Saddle Creek | Jake Bellows | Reviews


Dive into Jake Bellows’ New Ocean

Author: Paul Gleason
08/06/2013 | Caught in the Carousel | | Album Review
Accompanied only by sparse guitar strumming, Jake Bellows &emdash; the Neva Dinova frontman &emdash; opens his first solo album New Ocean with the title track, the lyrics of which contain the mythical resonance of baptismal imagery. Bellows expresses his longing to be submerged, reborn in water &emdash; sort of like the residents of Dylan’s “Desolation Row” and the protagonist of Eliot’s The Waste Land.

But, unlike the characters in the Dylan and Eliot masterpieces, Bellows actually experiences salvation in New Ocean. This eclectic and energetic collection of tunes makes you feel that Bellows has triumphantly emerged from a dark place and &emdash; best of all &emdash; that he’s in love with rock and roll and wants you to be too. He sounds as excited as a toddler on Christmas morning, the kind of kid who just can’t wait to show you all the cool new toys he’s just unwrapped under the tree.

“All Right Now” is a catchy, country-tinged rocker, with a terrific vocal melody and some kick-ass lead guitar that would make Neil Young himself jealous. And more astounding guitar soloing closes out “Should You Ever Change Your Mind.”

Joy is the name of the game here, as it is on the other upbeat numbers, which Bellows pulls off in a similar vein. “Running from Your Love” has a terrific tune that recalls Dinosaur Jr., but the guitar arpeggios are nifty, infectious, and totally Bellows’ own. And album-closer “Frequency” chugs along with a snaky vocal line in the verses and neat, new wave instrumental breaks.

But Bellows is the kind of artist who isn’t satisfied in operating in one mode. Remember that the name of the game here is “eclectic.” “Spontaneous” could be another one.

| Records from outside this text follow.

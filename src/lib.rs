// ABOUTME: Root library module exposing all public modules
// ABOUTME: Provides access to config, intent matching, sessions, presence, and the HTTP server

pub mod assistant;
pub mod cards;
pub mod config;
pub mod identity;
pub mod intent;
pub mod metrics;
pub mod paths;
pub mod presence;
pub mod server;
pub mod session;
// ABOUTME: Configuration parsing from TOML file with environment variable overrides
// ABOUTME: Provides sensible defaults for every field and validates the result

use anyhow::{Context, Result};
use serde::{Deserialize, Serialize};
use std::path::Path;

#[derive(Debug, Clone, Serialize, Deserialize)]
pub struct Config {
    #[serde(default)]
    pub server: ServerConfig,
    #[serde(default)]
    pub workspace: WorkspaceConfig,
    #[serde(default)]
    pub presence: PresenceConfig,
    #[serde(default)]
    pub assistant: AssistantConfig,
}

#[derive(Debug, Clone, Serialize, Deserialize)]
pub struct ServerConfig {
    #[serde(default = "default_host")]
    pub host: String,
    #[serde(default = "default_port")]
    pub port: u16,
}

#[derive(Debug, Clone, Serialize, Deserialize)]
pub struct WorkspaceConfig {
    /// Data directory holding the identity database.
    #[serde(default = "default_workspace_path")]
    pub path: String,
}

#[derive(Debug, Clone, Serialize, Deserialize)]
pub struct PresenceConfig {
    /// Seconds between membership polls per observer.
    #[serde(default = "default_poll_interval_secs")]
    pub poll_interval_secs: u64,
}

#[derive(Debug, Clone, Serialize, Deserialize)]
pub struct AssistantConfig {
    #[serde(default = "default_assistant_name")]
    pub name: String,
}

impl Default for ServerConfig {
    fn default() -> Self {
        ServerConfig {
            host: default_host(),
            port: default_port(),
        }
    }
}

impl Default for WorkspaceConfig {
    fn default() -> Self {
        WorkspaceConfig {
            path: default_workspace_path(),
        }
    }
}

impl Default for PresenceConfig {
    fn default() -> Self {
        PresenceConfig {
            poll_interval_secs: default_poll_interval_secs(),
        }
    }
}

impl Default for AssistantConfig {
    fn default() -> Self {
        AssistantConfig {
            name: default_assistant_name(),
        }
    }
}

fn default_host() -> String {
    "localhost".to_string()
}

fn default_port() -> u16 {
    8080
}

fn default_workspace_path() -> String {
    crate::paths::data_dir().to_string_lossy().to_string()
}

fn default_poll_interval_secs() -> u64 {
    2
}

fn default_assistant_name() -> String {
    crate::assistant::ASSISTANT_NAME.to_string()
}

impl Config {
    /// Load configuration from config.toml with environment variable overrides
    pub fn load() -> Result<Self> {
        let config_path = "config.toml";
        let mut config = if Path::new(config_path).exists() {
            let content =
                std::fs::read_to_string(config_path).context("Failed to read config.toml")?;
            toml::from_str::<Config>(&content).context("Failed to parse config.toml")?
        } else {
            Config {
                server: ServerConfig::default(),
                workspace: WorkspaceConfig::default(),
                presence: PresenceConfig::default(),
                assistant: AssistantConfig::default(),
            }
        };

        // Override with environment variables if present
        if let Ok(val) = std::env::var("BURPLA_HOST") {
            config.server.host = val;
        }
        if let Ok(val) = std::env::var("BURPLA_PORT") {
            config.server.port = val
                .parse()
                .with_context(|| format!("BURPLA_PORT must be a valid port number, got: {}", val))?;
        }
        if let Ok(val) = std::env::var("WORKSPACE_PATH") {
            config.workspace.path = val;
        }
        if let Ok(val) = std::env::var("PRESENCE_POLL_SECS") {
            config.presence.poll_interval_secs = val.parse().with_context(|| {
                format!("PRESENCE_POLL_SECS must be a positive integer, got: {}", val)
            })?;
        }
        if let Ok(val) = std::env::var("ASSISTANT_NAME") {
            config.assistant.name = val;
        }

        // Validate
        if config.server.host.trim().is_empty() {
            anyhow::bail!("server.host must not be empty");
        }
        if config.presence.poll_interval_secs == 0 {
            anyhow::bail!("presence.poll_interval_secs must be at least 1");
        }
        if config.workspace.path.trim().is_empty() {
            anyhow::bail!("workspace.path must not be empty");
        }
        if config.assistant.name.trim().is_empty() {
            anyhow::bail!("assistant.name must not be empty");
        }

        Ok(config)
    }
}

“You and Me,” “Drinking with Dad,” and “Help” take us back to 1950s’ balladry. On the former, think Roy Orbison &emdash; not only guitar-wise but also, amazingly, vocal-wise. And how about a little cool doo-wop? Well, Bellows delivers on “Drinking with Dad,” complete with an unexpected and thrilling guitar solo and some great piano runs. And “Help” just delivers. If David Lynch ever decides to make a movie again like Blue Velvet, he should call up Bellows.

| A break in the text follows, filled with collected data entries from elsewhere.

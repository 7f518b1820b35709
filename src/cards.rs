// ABOUTME: Intent-to-card routing for structured assistant replies
// ABOUTME: Total 1:1 mapping consumed by the rendering layer; general gets no card

use crate::intent::Intent;
use serde::{Deserialize, Serialize};

/// Presentation card attached to an assistant reply.
/// Wire names match the sub-agent output schemas of the backend
/// ("recommendation_card", "vote_card").
#[derive(Debug, Clone, Copy, PartialEq, Eq, Serialize, Deserialize)]
#[serde(rename_all = "snake_case")]
pub enum CardType {
    RecommendationCard,
    VoteCard,
    ReminderCard,
    /// Plain text reply, no special card.
    None,
}

impl CardType {
    /// Route a classified intent to its card type. Total over the intent
    /// enumeration; no side effects, no failure modes.
    pub fn for_intent(intent: Intent) -> CardType {
        match intent {
            Intent::RestaurantRecommendation => CardType::RecommendationCard,
            Intent::Voting => CardType::VoteCard,
            Intent::Reminder => CardType::ReminderCard,
            Intent::General => CardType::None,
        }
    }

    pub fn as_str(&self) -> &'static str {
        match self {
            CardType::RecommendationCard => "recommendation_card",
            CardType::VoteCard => "vote_card",
            CardType::ReminderCard => "reminder_card",
            CardType::None => "none",
        }
    }
}

impl std::fmt::Display for CardType {
    fn fmt(&self, f: &mut std::fmt::Formatter<'_>) -> std::fmt::Result {
        write!(f, "{}", self.as_str())
    }
}
// ABOUTME: Main entry point wiring config, identity, session store, and HTTP server
// ABOUTME: Initializes logging and metrics, then serves until the process exits

use anyhow::Result;
use burpla::{
    config::Config, identity::IdentityStore, metrics, server::{start_server, AppState},
};
use std::sync::Arc;
use tracing_subscriber::{layer::SubscriberExt, util::SubscriberInitExt};

#[tokio::main]
async fn main() -> Result<()> {
    // Initialize logging
    tracing_subscriber::registry()
        .with(
            tracing_subscriber::EnvFilter::try_from_default_env()
                .unwrap_or_else(|_| "info".into()),
        )
        .with(tracing_subscriber::fmt::layer())
        .init();

    tracing::info!("Starting burpla");

    // Load configuration
    dotenvy::dotenv().ok();
    let config = Arc::new(Config::load()?);

    tracing::info!(
        host = %config.server.host,
        port = config.server.port,
        workspace = %config.workspace.path,
        poll_interval_secs = config.presence.poll_interval_secs,
        assistant = %config.assistant.name,
        "Configuration loaded"
    );

    // Establish the local identity (generated on first run, reused after)
    let identity_store = IdentityStore::new(&config.workspace.path);
    let identity = identity_store.identity();
    tracing::info!(user_id = %identity.id, name = %identity.name, "Local identity ready");

    // Session store, classifier, and metrics behind the HTTP surface
    let mut state = AppState::new(Arc::clone(&config))?;
    state.metrics_handle = Some(metrics::init_metrics()?);

    start_server(Arc::new(state)).await
}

Bellows also has the ability to sound ominous and imposing. Just listen to the vocal melody and the guitar riffing on “Two Weeks.” The 50s’ retro vibe is still there, but this is a more disconcerting song that the tunes I mentioned in graph five &emdash; perhaps due to the fact that the guitar parts are more intertwined and less naked. Layering is key here. Come to think of it, maybe Lynch would appreciate this one more.

My guess is that the beat on “I Know You” derives from bossa nova. I know for sure, however, that this Bellows tune wouldn’t sound out of place in a cocktail lounge &emdash; the same one that The Beatles played when they told us, “You know my name / Look up the number.” But this isn’t a joke song; its smooth organ solo makes you aware of that.

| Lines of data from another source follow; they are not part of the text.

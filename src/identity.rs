// ABOUTME: Local user identity persisted in a SQLite settings table under fixed keys
// ABOUTME: Falls back to a process-lifetime in-memory identity when storage is unavailable

use rusqlite::{params, Connection};
use serde::{Deserialize, Serialize};
use std::collections::HashMap;
use std::path::Path;
use std::sync::{Arc, Mutex};

const KEY_USER_ID: &str = "user_id";
const KEY_USER_NAME: &str = "user_name";
const KEY_CURRENT_SESSION: &str = "current_session_id";

/// The local user's own identity, generated once and reused across
/// sessions until explicitly cleared.
#[derive(Debug, Clone, Serialize, Deserialize)]
pub struct Identity {
    pub id: String,
    pub name: String,
}

#[derive(Clone)]
enum Backend {
    Durable(Arc<Mutex<Connection>>),
    Ephemeral(Arc<Mutex<HashMap<String, String>>>),
}

#[derive(Clone)]
pub struct IdentityStore {
    backend: Backend,
}

impl IdentityStore {
    /// Open the identity database under the given data directory. If the
    /// directory or database cannot be opened the store degrades to an
    /// ephemeral in-memory identity rather than failing the caller.
    pub fn new<P: AsRef<Path>>(data_path: P) -> Self {
        match Self::open_durable(data_path.as_ref()) {
            Ok(conn) => IdentityStore {
                backend: Backend::Durable(Arc::new(Mutex::new(conn))),
            },
            Err(e) => {
                tracing::warn!(error = %e, "Identity storage unavailable - using ephemeral identity");
                IdentityStore {
                    backend: Backend::Ephemeral(Arc::new(Mutex::new(HashMap::new()))),
                }
            }
        }
    }

    /// A store that never touches disk. Used directly in tests.
    pub fn ephemeral() -> Self {
        IdentityStore {
            backend: Backend::Ephemeral(Arc::new(Mutex::new(HashMap::new()))),
        }
    }

    fn open_durable(data_path: &Path) -> anyhow::Result<Connection> {
        std::fs::create_dir_all(data_path)?;
        let db_path = data_path.join("identity.db");
        let conn = Connection::open(&db_path)?;
        conn.execute(
            "CREATE TABLE IF NOT EXISTS settings (
                key TEXT PRIMARY KEY,
                value TEXT NOT NULL
            )",
            [],
        )?;
        tracing::info!(db = %db_path.display(), "Identity store initialized");
        Ok(conn)
    }

    /// Return the stored user id, generating and persisting a fresh
    /// identity on first invocation.
    pub fn get_or_create_user_id(&self) -> String {
        self.identity().id
    }

    /// Return the stored display name, generating a default one alongside
    /// the user id on first invocation.
    pub fn user_name(&self) -> String {
        self.identity().name
    }

    /// Get-or-create the full local identity.
    pub fn identity(&self) -> Identity {
        if let Some(id) = self.get(KEY_USER_ID) {
            let name = self
                .get(KEY_USER_NAME)
                .unwrap_or_else(|| default_name(&id));
            return Identity { id, name };
        }

        let id = uuid::Uuid::new_v4().to_string();
        let name = default_name(&id);
        self.set(KEY_USER_ID, &id);
        self.set(KEY_USER_NAME, &name);
        tracing::info!(user_id = %id, name = %name, "Generated local identity");
        Identity { id, name }
    }

    /// Update the stored display name without touching the user id.
    pub fn set_user_name(&self, name: &str) {
        self.set(KEY_USER_NAME, name);
    }

    pub fn current_session_id(&self) -> Option<String> {
        self.get(KEY_CURRENT_SESSION)
    }

    pub fn set_current_session_id(&self, session_id: &str) {
        self.set(KEY_CURRENT_SESSION, session_id);
    }

    pub fn clear_session(&self) {
        self.delete(KEY_CURRENT_SESSION);
    }

    /// Wipe the stored identity. Only ever triggered by explicit user
    /// action; the next identity() call generates a fresh one.
    pub fn clear(&self) {
        self.delete(KEY_USER_ID);
        self.delete(KEY_USER_NAME);
        self.delete(KEY_CURRENT_SESSION);
    }

    fn get(&self, key: &str) -> Option<String> {
        match &self.backend {
            Backend::Durable(db) => {
                let db = match db.lock() {
                    Ok(db) => db,
                    Err(e) => {
                        tracing::warn!(error = %e, "Identity database mutex poisoned");
                        return None;
                    }
                };
                let result = db.query_row(
                    "SELECT value FROM settings WHERE key = ?1",
                    params![key],
                    |row| row.get::<_, String>(0),
                );
                match result {
                    Ok(v) => Some(v),
                    Err(rusqlite::Error::QueryReturnedNoRows) => None,
                    Err(e) => {
                        tracing::warn!(error = %e, key = %key, "Identity read failed");
                        None
                    }
                }
            }
            Backend::Ephemeral(map) => map.lock().ok()?.get(key).cloned(),
        }
    }

    fn set(&self, key: &str, value: &str) {
        match &self.backend {
            Backend::Durable(db) => {
                let db = match db.lock() {
                    Ok(db) => db,
                    Err(e) => {
                        tracing::warn!(error = %e, "Identity database mutex poisoned");
                        return;
                    }
                };
                if let Err(e) = db.execute(
                    "INSERT INTO settings (key, value) VALUES (?1, ?2)
                     ON CONFLICT(key) DO UPDATE SET value = ?2",
                    params![key, value],
                ) {
                    tracing::warn!(error = %e, key = %key, "Identity write failed");
                }
            }
            Backend::Ephemeral(map) => {
                if let Ok(mut map) = map.lock() {
                    map.insert(key.to_string(), value.to_string());
                }
            }
        }
    }

    fn delete(&self, key: &str) {
        match &self.backend {
            Backend::Durable(db) => {
                let db = match db.lock() {
                    Ok(db) => db,
                    Err(e) => {
                        tracing::warn!(error = %e, "Identity database mutex poisoned");
                        return;
                    }
                };
                if let Err(e) = db.execute("DELETE FROM settings WHERE key = ?1", params![key]) {
                    tracing::warn!(error = %e, key = %key, "Identity delete failed");
                }
            }
            Backend::Ephemeral(map) => {
                if let Ok(mut map) = map.lock() {
                    map.remove(key);
                }
            }
        }
    }
}

fn default_name(user_id: &str) -> String {
    let prefix: String = user_id.chars().take(8).collect();
    format!("guest-{}", prefix)
}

You want solo acoustic stuff? Bellows delivers this as well &emdash; and fantastically. “I Can’t Wait” has an unforgettable vocal melody and some great female backing vocals, both supported by some simple chords. This song stands out because it sounds like Bellows came up with it and recorded it all in one sitting. It’s that spontaneous and that rock and roll, even though you’re in the intimate presence of a guy, a gal, and an acoustic.

As previously stated, Bellows sounds reborn on New Ocean. The album represents everything we love about rock and roll. It’s not only spontaneous and joyful but chock full of memorable melodies and rockin’ guitars.

Bellows’ New Ocean is waiting for you. Dive right in.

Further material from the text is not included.